I once spent a nice afternoon in Weihenstephan by Munich at the beer garden operated for centuries by what is now State Brewers‘ academy of the Technical University, the traditional training center for future Bavarian brewmasters. I bought a liter mug of starkbier and settled down to enjoy myself. A second mug followed, and as I was wobbling back with my third, I noticed a group of portly gentlemen in shirtsleeves at a nearby table obviously enjoying their lunchbreak.
They kept nudging each other and gesturing in my direction until, finally, one of them came over and apologized. He introduced himself of one of the teaching staff, observed that I had surely noticed they were talking about me, and asked me if I knew exactly what I was drinking? “No”, I replied, “but it’s pretty damn good!”
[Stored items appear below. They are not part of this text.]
// SPDX-License-Identifier: Apache-2.0
// Copyright (c) 2025 Au-Zone Technologies. All Rights Reserved.

//! Python extension module `irimager`.
//!
//! ```python
//! import irimager
//!
//! irimager.tcp_init("localhost", 1337)
//! frame = irimager.get_palette_image()   # numpy uint8, (height, width, 3)
//! irimager.terminate()
//! ```
//!
//! The SDK is loaded when the module is imported (see
//! [`crate::library_path`]). Images are handed to NumPy without copying.
//! The GIL is released while the SDK runs.

use crate::{error::Error, imager::IrImager};
use numpy::{IntoPyArray, PyArray2, PyArray3};
use pyo3::{
    create_exception,
    exceptions::{PyImportError, PyMemoryError, PyRuntimeError, PyTypeError},
    prelude::*,
};
use std::sync::OnceLock;
use tracing::debug;

create_exception!(irimager, IrImagerError, PyRuntimeError);
create_exception!(irimager, OperationError, IrImagerError);
create_exception!(irimager, FatalError, IrImagerError);
create_exception!(irimager, UnreachableStatusError, IrImagerError);

static IMAGER: OnceLock<IrImager> = OnceLock::new();

impl From<Error> for PyErr {
    fn from(err: Error) -> PyErr {
        let msg = err.to_string();
        match err {
            Error::BadArguments(_) => PyTypeError::new_err(msg),
            Error::Operation { .. } => OperationError::new_err(msg),
            Error::Fatal { .. } => FatalError::new_err(msg),
            Error::UnreachableStatus { .. } => UnreachableStatusError::new_err(msg),
            Error::OutOfMemory { .. } => PyMemoryError::new_err(msg),
            Error::Library(_) => PyImportError::new_err(msg),
            Error::InvalidSize { .. } | Error::SessionInUse => IrImagerError::new_err(msg),
        }
    }
}

fn imager() -> PyResult<&'static IrImager> {
    IMAGER
        .get()
        .ok_or_else(|| IrImagerError::new_err("IRImager library is not loaded"))
}

#[pyfunction]
#[pyo3(signature = (xml_config, formats_def=None, log_file=None))]
fn usb_init(
    py: Python<'_>,
    xml_config: &str,
    formats_def: Option<&str>,
    log_file: Option<&str>,
) -> PyResult<()> {
    let imager = imager()?;
    py.allow_threads(|| imager.usb_init(xml_config, formats_def, log_file))?;
    Ok(())
}

#[pyfunction]
fn tcp_init(py: Python<'_>, ip: &str, port: i32) -> PyResult<()> {
    let imager = imager()?;
    py.allow_threads(|| imager.tcp_init(ip, port))?;
    Ok(())
}

#[pyfunction]
fn terminate(py: Python<'_>) -> PyResult<()> {
    let imager = imager()?;
    py.allow_threads(|| imager.terminate())?;
    Ok(())
}

#[pyfunction]
fn get_thermal_image_size(py: Python<'_>) -> PyResult<(i32, i32)> {
    let imager = imager()?;
    Ok(py.allow_threads(|| imager.thermal_image_size())?)
}

#[pyfunction]
fn get_palette_image_size(py: Python<'_>) -> PyResult<(i32, i32)> {
    let imager = imager()?;
    Ok(py.allow_threads(|| imager.palette_image_size())?)
}

/// Thermal frame as `uint16[height, width]`; `(s - 1000) / 10` is °C.
#[pyfunction]
fn get_thermal_image(py: Python<'_>) -> PyResult<Bound<'_, PyArray2<u16>>> {
    let imager = imager()?;
    let image = py.allow_threads(|| imager.thermal_image())?;
    Ok(image.into_pyarray(py))
}

/// False-color frame as `uint8[height, width, 3]`, RGB.
#[pyfunction]
fn get_palette_image(py: Python<'_>) -> PyResult<Bound<'_, PyArray3<u8>>> {
    let imager = imager()?;
    let image = py.allow_threads(|| imager.palette_image())?;
    Ok(image.into_pyarray(py))
}

#[pyfunction]
fn set_palette(py: Python<'_>, id: i32) -> PyResult<()> {
    let imager = imager()?;
    py.allow_threads(|| imager.set_palette(id))?;
    Ok(())
}

#[pyfunction]
fn set_palette_scale(py: Python<'_>, scale: i32) -> PyResult<()> {
    let imager = imager()?;
    py.allow_threads(|| imager.set_palette_scale(scale))?;
    Ok(())
}

#[pyfunction]
fn set_shutter_mode(py: Python<'_>, mode: i32) -> PyResult<()> {
    let imager = imager()?;
    py.allow_threads(|| imager.set_shutter_mode(mode))?;
    Ok(())
}

#[pyfunction]
fn trigger_shutter_flag(py: Python<'_>) -> PyResult<()> {
    let imager = imager()?;
    py.allow_threads(|| imager.trigger_shutter_flag())?;
    Ok(())
}

#[pyfunction]
fn set_temperature_range(py: Python<'_>, t_min: i32, t_max: i32) -> PyResult<()> {
    let imager = imager()?;
    py.allow_threads(|| imager.set_temperature_range(t_min, t_max))?;
    Ok(())
}

#[pyfunction]
fn set_radiation_parameters(
    py: Python<'_>,
    emissivity: f32,
    transmissivity: f32,
    ambient_temperature: f32,
) -> PyResult<()> {
    let imager = imager()?;
    py.allow_threads(|| {
        imager.set_radiation_parameters(emissivity, transmissivity, ambient_temperature)
    })?;
    Ok(())
}

#[pyfunction]
fn set_focus_motor_position(py: Python<'_>, position: f32) -> PyResult<()> {
    let imager = imager()?;
    py.allow_threads(|| imager.set_focus_motor_position(position))?;
    Ok(())
}

#[pyfunction]
fn get_focus_motor_position(py: Python<'_>) -> PyResult<f32> {
    let imager = imager()?;
    Ok(py.allow_threads(|| imager.focus_motor_position())?)
}

#[pyfunction]
fn daemon_launch(py: Python<'_>) -> PyResult<()> {
    let imager = imager()?;
    py.allow_threads(|| imager.daemon_launch())?;
    Ok(())
}

#[pyfunction]
fn daemon_is_running(py: Python<'_>) -> PyResult<bool> {
    let imager = imager()?;
    Ok(py.allow_threads(|| imager.daemon_is_running())?)
}

#[pyfunction]
fn daemon_kill(py: Python<'_>) -> PyResult<()> {
    let imager = imager()?;
    py.allow_threads(|| imager.daemon_kill())?;
    Ok(())
}

/// Registered with `atexit`; statics are never dropped.
#[pyfunction]
#[pyo3(name = "_shutdown")]
fn shutdown(py: Python<'_>) {
    if let Some(imager) = IMAGER.get() {
        // Logged by shutdown.
        let _ = py.allow_threads(|| imager.shutdown());
    }
}

#[pymodule]
fn irimager(m: &Bound<'_, PyModule>) -> PyResult<()> {
    let py = m.py();

    if IMAGER.get().is_none() {
        let imager = IrImager::open_default()?;
        // The GIL serializes module initialisation, so the cell is still empty.
        let _ = IMAGER.set(imager);
        debug!("irimager module initialised");
    }

    m.add("IrImagerError", py.get_type::<IrImagerError>())?;
    m.add("OperationError", py.get_type::<OperationError>())?;
    m.add("FatalError", py.get_type::<FatalError>())?;
    m.add("UnreachableStatusError", py.get_type::<UnreachableStatusError>())?;

    m.add_function(wrap_pyfunction!(usb_init, m)?)?;
    m.add_function(wrap_pyfunction!(tcp_init, m)?)?;
    m.add_function(wrap_pyfunction!(terminate, m)?)?;
    m.add_function(wrap_pyfunction!(get_thermal_image_size, m)?)?;
    m.add_function(wrap_pyfunction!(get_palette_image_size, m)?)?;
    m.add_function(wrap_pyfunction!(get_thermal_image, m)?)?;
    m.add_function(wrap_pyfunction!(get_palette_image, m)?)?;
    m.add_function(wrap_pyfunction!(set_palette, m)?)?;
    m.add_function(wrap_pyfunction!(set_palette_scale, m)?)?;
    m.add_function(wrap_pyfunction!(set_shutter_mode, m)?)?;
    m.add_function(wrap_pyfunction!(trigger_shutter_flag, m)?)?;
    m.add_function(wrap_pyfunction!(set_temperature_range, m)?)?;
    m.add_function(wrap_pyfunction!(set_radiation_parameters, m)?)?;
    m.add_function(wrap_pyfunction!(set_focus_motor_position, m)?)?;
    m.add_function(wrap_pyfunction!(get_focus_motor_position, m)?)?;
    m.add_function(wrap_pyfunction!(daemon_launch, m)?)?;
    m.add_function(wrap_pyfunction!(daemon_is_running, m)?)?;
    m.add_function(wrap_pyfunction!(daemon_kill, m)?)?;

    let shutdown = wrap_pyfunction!(shutdown, m)?;
    py.import("atexit")?.call_method1("register", (shutdown,))?;

    Ok(())
}

#[cfg(test)]
mod tests {
    use super::*;

    #[test]
    fn error_mapping() {
        pyo3::prepare_freethreaded_python();
        Python::with_gil(|py| {
            let err = PyErr::from(Error::BadArguments("set_palette: argument 1".into()));
            assert!(err.is_instance_of::<PyTypeError>(py));

            let err = PyErr::from(Error::Fatal {
                op: "tcp_init",
                message: "Fatal error",
            });
            assert!(err.is_instance_of::<FatalError>(py));
            assert!(err.is_instance_of::<IrImagerError>(py));
            assert!(err.is_instance_of::<PyRuntimeError>(py));

            let err = PyErr::from(Error::Operation {
                op: "usb_init",
                message: "Error",
            });
            assert!(err.is_instance_of::<OperationError>(py));
            assert!(!err.is_instance_of::<FatalError>(py));
        });
    }
}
He sat down and explained to me that students at the brewing university are required to experiment with ways to prolong the fermentation process. Normally, fermentation stops when the single-celled microorganisms called yeasts that break the sugar in the mash down into alcohol and carbon monoxide reach a level that is toxic to the yeasts themselves. Beer, when all is said and done, is yeast shit mixed with water. Think environmental pollution: If we keep poisoning our surroundings, one day we, too, will perish.
Anyway, the budding brewers use cooling or pressure fermenting to see just how far they can go. Afterwards, the stuff is virtually unsellable, so they often turn it over to their colleagues who run the beer garden. I asked him how much alcohol it contained, and he shrugged. “Anywhere between 13 and 20 percent”, he said.
I have often asked myself if he was pulling my leg in typical Bavarian humor fashion. I mean: What would the authorities say if one of Bavaria’s most famous beer gardens is selling what essentially amounts to an unlicensed alcoholic beverage?
Anyway, that’s what he told me, and who am I to doubt the word of a brewmaster with a belly as big as one of his own barrels?